Joint Research Centre of the EC to use Semantic Web for New Privacy Agent

by Giles Hogben and Marc Wilikens


The Joint Research Centre of the EC is building an experimental privacy protection agent using Semantic Web technology and the Worldwide Web Consortium's P3P protocol. The agent automates the process of protecting a user's privacy through parsing and comparing privacy policies and user preference sets.

The Cybersecurity team of the EC's Joint Research Centre (JRC) in Ispra, Italy has recently completed work on a fully compliant implementation of the W3C's new privacy protocol, P3P, which uses XML files for the automated exchange and interpretation of website privacy policies and their matching against user preferences.

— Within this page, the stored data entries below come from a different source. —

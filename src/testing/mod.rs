//! # 测试框架模块
//!
//! 提供 Mock 上游与测试 fixtures

#[cfg(any(test, feature = "testing"))]
pub mod fixtures;
#[cfg(any(test, feature = "testing"))]
pub mod mocks;

#[cfg(any(test, feature = "testing"))]
pub use fixtures::*;
#[cfg(any(test, feature = "testing"))]
pub use mocks::*;
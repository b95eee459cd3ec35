//! # 测试数据 Fixtures
//!
//! 提供测试用的配置与上游响应

use std::time::Duration;

use serde_json::{Value, json};

use crate::config::{ProviderConfig, ProviderContext};
use crate::provider::ExecutorOptions;

fn config(description: &str, authentication: Value) -> ProviderConfig {
    ProviderConfig::new(
        description,
        authentication.as_object().cloned().unwrap_or_default(),
    )
}

/// Linear 提供商配置
pub fn linear_config(api_token: &str, team_id: &str) -> ProviderConfig {
    config(
        "Linear Input Provider",
        json!({"api_token": api_token, "team_id": team_id}),
    )
}

/// Slack 提供商配置
pub fn slack_config(access_token: &str, default_channel: Option<&str>) -> ProviderConfig {
    let mut authentication = json!({"access_token": access_token});
    if let Some(channel) = default_channel {
        authentication["default_channel"] = json!(channel);
    }
    config("Slack Output Provider", authentication)
}

/// 测试上下文
pub fn test_context() -> ProviderContext {
    ProviderContext::new("test-tenant").with_workflow("test")
}

/// 指向 Mock 上游的执行器选项
pub fn mock_options(endpoint: impl Into<String>) -> ExecutorOptions {
    ExecutorOptions::default()
        .with_endpoint(endpoint)
        .with_timeout(Duration::from_secs(5))
}

/// Linear `team.issues` 查询响应
pub fn linear_issues_response(issues: &[(&str, &str, &str)]) -> Value {
    let nodes: Vec<Value> = issues
        .iter()
        .map(|(id, title, description)| {
            json!({"id": id, "title": title, "description": description})
        })
        .collect();
    json!({"data": {"team": {"issues": {"nodes": nodes}}}})
}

In the next stage of our research, the JRC will use this base platform to investigate how Semantic Web (SW) technology can improve this system. The project has been divided into a series of distinct stages.
The first stage is already under way and consists of the development and agreement of an ontology for data protection.One of the most crucial improvements that the SW can make to the P3P platform will be to provide an interoperable, machine interpretable ontology for data protection. This will provide the following benefits:

  • a common, interoperable vocabulary, which reduces misinterpretation of basic principles by technologists and legal experts and enhances interoperability between different systems
  • clear understanding of terms allowing ease of translation between alternative ontologies
  • clear separation of vocabulary and syntax meaning that the same vocabulary can be plugged into different data protection systems.
  • a clearly documented development process offering clarity, authority and common agreement on terms by a large group of stakeholders.

An agreed vocabulary should be the basis for any privacy system. Significant problems were found in P3P's first version, mainly arising from inadequacies in its expression of data protection concepts such as those found in regulatory frameworks (eg the EU data protection directive and the OECD guidelines).

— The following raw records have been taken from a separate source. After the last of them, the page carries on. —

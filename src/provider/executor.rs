//! # 上游请求执行器
//!
//! 由每个提供商组合持有：附加认证头、限时发送、把传输与响应层面的失败
//! 统一归类为 `ProviderError`。本层不做重试，创建类操作无法安全地盲目重放。

use std::time::{Duration, Instant};

use once_cell::sync::OnceCell;
use reqwest::Client;
use reqwest::header::{AUTHORIZATION, CONTENT_TYPE};
use serde::de::DeserializeOwned;
use serde_json::Value;
use url::Url;

use super::request::UpstreamRequest;
use crate::auth::{REDACTED, Redactor, Secret};
use crate::config::DEFAULT_TIMEOUT_SECONDS;
use crate::error::{InvalidField, ProviderError, Result};
use crate::logging::{LogComponent, LogStage, SYSTEM_REQUEST_ID};
use crate::{ldebug, lwarn};

/// 透传调用方关联 ID 的请求头
pub const CORRELATION_ID_HEADER: &str = "x-correlation-id";

/// 执行器选项
#[derive(Debug, Clone)]
pub struct ExecutorOptions {
    /// 覆盖提供商默认端点
    pub endpoint: Option<String>,
    /// 单次调用的时限（含读取响应体）
    pub timeout: Duration,
    pub user_agent: String,
}

impl Default for ExecutorOptions {
    fn default() -> Self {
        Self {
            endpoint: None,
            timeout: Duration::from_secs(DEFAULT_TIMEOUT_SECONDS),
            user_agent: concat!("provider-bridge/", env!("CARGO_PKG_VERSION")).to_string(),
        }
    }
}

impl ExecutorOptions {
    #[must_use]
    pub fn with_endpoint(mut self, endpoint: impl Into<String>) -> Self {
        self.endpoint = Some(endpoint.into());
        self
    }

    #[must_use]
    pub const fn with_timeout(mut self, timeout: Duration) -> Self {
        self.timeout = timeout;
        self
    }
}

/// 成功的上游响应
#[derive(Debug, Clone)]
pub struct UpstreamResponse {
    provider: &'static str,
    operation: &'static str,
    status: u16,
    body: Value,
}

impl UpstreamResponse {
    #[must_use]
    pub const fn status(&self) -> u16 {
        self.status
    }

    #[must_use]
    pub const fn body(&self) -> &Value {
        &self.body
    }

    /// 解码 JSON Pointer 处的值；缺失或形状不符都视为上游错误
    pub fn decode_at<T: DeserializeOwned>(&self, pointer: &str) -> Result<T> {
        let value = self.body.pointer(pointer).ok_or_else(|| {
            ProviderError::upstream(
                self.provider,
                self.operation,
                Some(self.status),
                format!("response missing {pointer}"),
            )
        })?;

        serde_json::from_value(value.clone()).map_err(|e| {
            ProviderError::upstream(
                self.provider,
                self.operation,
                Some(self.status),
                format!("unexpected response shape at {pointer}: {e}"),
            )
        })
    }
}

/// 上游请求执行器
#[derive(Debug)]
pub struct RequestExecutor {
    provider: &'static str,
    endpoint: String,
    credential: Secret,
    redactor: Redactor,
    timeout: Duration,
    user_agent: String,
    /// 首次调用时才建立，`close` 后释放
    client: OnceCell<Client>,
}

impl RequestExecutor {
    /// 创建执行器，端点与超时在此校验
    pub fn new(
        provider: &'static str,
        default_endpoint: &str,
        credential: Secret,
        redactor: Redactor,
        options: &ExecutorOptions,
    ) -> Result<Self> {
        let endpoint = options.endpoint.as_deref().unwrap_or(default_endpoint);

        let mut invalid = Vec::new();
        match Url::parse(endpoint) {
            Ok(url) if matches!(url.scheme(), "http" | "https") => {}
            Ok(url) => invalid.push(InvalidField {
                name: "endpoint".to_string(),
                reason: format!("unsupported scheme: {}", url.scheme()),
            }),
            Err(e) => invalid.push(InvalidField {
                name: "endpoint".to_string(),
                reason: e.to_string(),
            }),
        }
        if options.timeout.is_zero() {
            invalid.push(InvalidField {
                name: "timeout".to_string(),
                reason: "must be greater than 0".to_string(),
            });
        }
        if !invalid.is_empty() {
            return Err(ProviderError::config_validation(provider, Vec::new(), invalid));
        }

        Ok(Self {
            provider,
            endpoint: endpoint.to_string(),
            credential,
            redactor,
            timeout: options.timeout,
            user_agent: options.user_agent.clone(),
            client: OnceCell::new(),
        })
    }

    #[must_use]
    pub fn endpoint(&self) -> &str {
        &self.endpoint
    }

    #[must_use]
    pub const fn timeout(&self) -> Duration {
        self.timeout
    }

    /// 连接句柄是否已建立
    #[must_use]
    pub fn is_open(&self) -> bool {
        self.client.get().is_some()
    }

    /// 释放连接句柄，返回是否确实释放了一个已建立的句柄
    pub fn close(&mut self) -> bool {
        self.client.take().is_some()
    }

    fn client(&self) -> Result<&Client> {
        self.client
            .get_or_try_init(|| {
                Client::builder()
                    .timeout(self.timeout)
                    .user_agent(self.user_agent.as_str())
                    .build()
            })
            .map_err(|e| {
                ProviderError::upstream(
                    self.provider,
                    "open_client",
                    None,
                    self.redactor.redact(&e.to_string()),
                )
            })
    }

    /// 可安全写入日志的请求描述：凭证与所有敏感值均已掩码
    #[must_use]
    pub fn describe_for_log(&self, request: &UpstreamRequest, correlation_id: Option<&str>) -> String {
        let body = request
            .body
            .to_bytes()
            .map(|bytes| String::from_utf8_lossy(&bytes).into_owned())
            .unwrap_or_default();
        let correlation = correlation_id
            .map(|id| format!(", {CORRELATION_ID_HEADER}: {id}"))
            .unwrap_or_default();
        let rendered = format!(
            "POST {} headers={{authorization: Bearer {REDACTED}, content-type: application/json{correlation}}} body={body}",
            request.url(&self.endpoint),
        );
        self.redactor.redact(&rendered)
    }

    fn timeout_error(&self, request_id: &str, operation: &'static str) -> ProviderError {
        let timeout_ms = u64::try_from(self.timeout.as_millis()).unwrap_or(u64::MAX);
        lwarn!(
            request_id,
            LogStage::ResponseFailure,
            LogComponent::Executor,
            operation,
            &format!("{} {operation} 超时: {timeout_ms}ms", self.provider)
        );
        ProviderError::timeout(self.provider, operation, timeout_ms)
    }

    /// 发送一次上游调用
    ///
    /// 返回值要么是完整成功的响应，要么是错误；不存在部分结果。
    pub async fn execute(
        &self,
        request: &UpstreamRequest,
        correlation_id: Option<&str>,
    ) -> Result<UpstreamResponse> {
        let request_id = correlation_id.unwrap_or(SYSTEM_REQUEST_ID);
        let operation = request.operation;

        let body = request.body.to_bytes().map_err(|e| {
            ProviderError::upstream(
                self.provider,
                operation,
                None,
                format!("request serialization failed: {e}"),
            )
        })?;

        ldebug!(
            request_id,
            LogStage::UpstreamRequest,
            LogComponent::Executor,
            operation,
            &self.describe_for_log(request, correlation_id)
        );

        let client = self.client()?;
        let mut builder = client
            .post(request.url(&self.endpoint))
            .header(AUTHORIZATION, format!("Bearer {}", self.credential.expose()))
            .header(CONTENT_TYPE, "application/json")
            .body(body);
        if let Some(id) = correlation_id {
            builder = builder.header(CORRELATION_ID_HEADER, id);
        }

        let started = Instant::now();
        let call = async {
            let response = builder.send().await?;
            let status = response.status();
            let text = response.text().await?;
            Ok::<_, reqwest::Error>((status, text))
        };

        let (status, text) = match tokio::time::timeout(self.timeout, call).await {
            Ok(Ok(outcome)) => outcome,
            Ok(Err(err)) if err.is_timeout() => {
                return Err(self.timeout_error(request_id, operation));
            }
            Ok(Err(err)) => {
                let detail = self.redactor.redact(&err.to_string());
                lwarn!(
                    request_id,
                    LogStage::ResponseFailure,
                    LogComponent::Executor,
                    operation,
                    &format!("{} {operation} 传输失败: {detail}", self.provider)
                );
                return Err(ProviderError::upstream(
                    self.provider,
                    operation,
                    err.status().map(|s| s.as_u16()),
                    detail,
                ));
            }
            Err(_elapsed) => return Err(self.timeout_error(request_id, operation)),
        };

        let status = status.as_u16();
        ldebug!(
            request_id,
            LogStage::Response,
            LogComponent::Executor,
            operation,
            &format!("{} {operation} 响应: status={status}, 耗时: {:?}", self.provider, started.elapsed())
        );

        let body = self.classify(request, status, &text).inspect_err(|err| {
            lwarn!(
                request_id,
                LogStage::ResponseFailure,
                LogComponent::Executor,
                operation,
                &err.to_string()
            );
        })?;

        Ok(UpstreamResponse {
            provider: self.provider,
            operation,
            status,
            body,
        })
    }

    /// 响应分类：HTTP 状态与应用层标志两层都必须成功
    fn classify(&self, request: &UpstreamRequest, status: u16, text: &str) -> Result<Value> {
        let fail = |body: String| {
            ProviderError::upstream(self.provider, request.operation, Some(status), body)
        };

        if !(200..300).contains(&status) {
            return Err(fail(self.redactor.redact(text)));
        }

        let value: Value = serde_json::from_str(text).map_err(|e| {
            fail(self.redactor.redact(&format!("invalid JSON response ({e}): {text}")))
        })?;

        // GraphQL 即使 200 也可能带 errors
        if request.body.is_graphql()
            && value
                .get("errors")
                .is_some_and(|errors| !errors.is_null() && errors.as_array().is_none_or(|a| !a.is_empty()))
        {
            return Err(fail(self.redactor.redact(text)));
        }

        if value.get("success") == Some(&Value::Bool(false)) {
            return Err(fail(self.redactor.redact(text)));
        }

        let flag_ok = request
            .success_flag
            .is_none_or(|pointer| value.pointer(pointer) == Some(&Value::Bool(true)));
        if !flag_ok {
            return Err(fail(self.redactor.redact(text)));
        }

        Ok(value)
    }
}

The JRC is developing a consensus process for capturing the knowledge of domain experts such as data commissioners. This is in conjunction with researchers from the University of Aberdeen, whose prototype ontology capture process will be used. This process includes input from psychologists and conceptual modeling research and has been put through several test cases.

Despite incompleteness in certain respects, P3P provides a sound foundation for such an ontology. Although P3P is not expressed in standardised ontology syntax, it represents, through the W3C processes that have underpinned it, a five year consensus process for a data protection vocabulary. Given a formally documented consensus process and improvements in the data typing schema, and purpose and recipient taxonomies, the existing version of P3P provides a very useful starting point.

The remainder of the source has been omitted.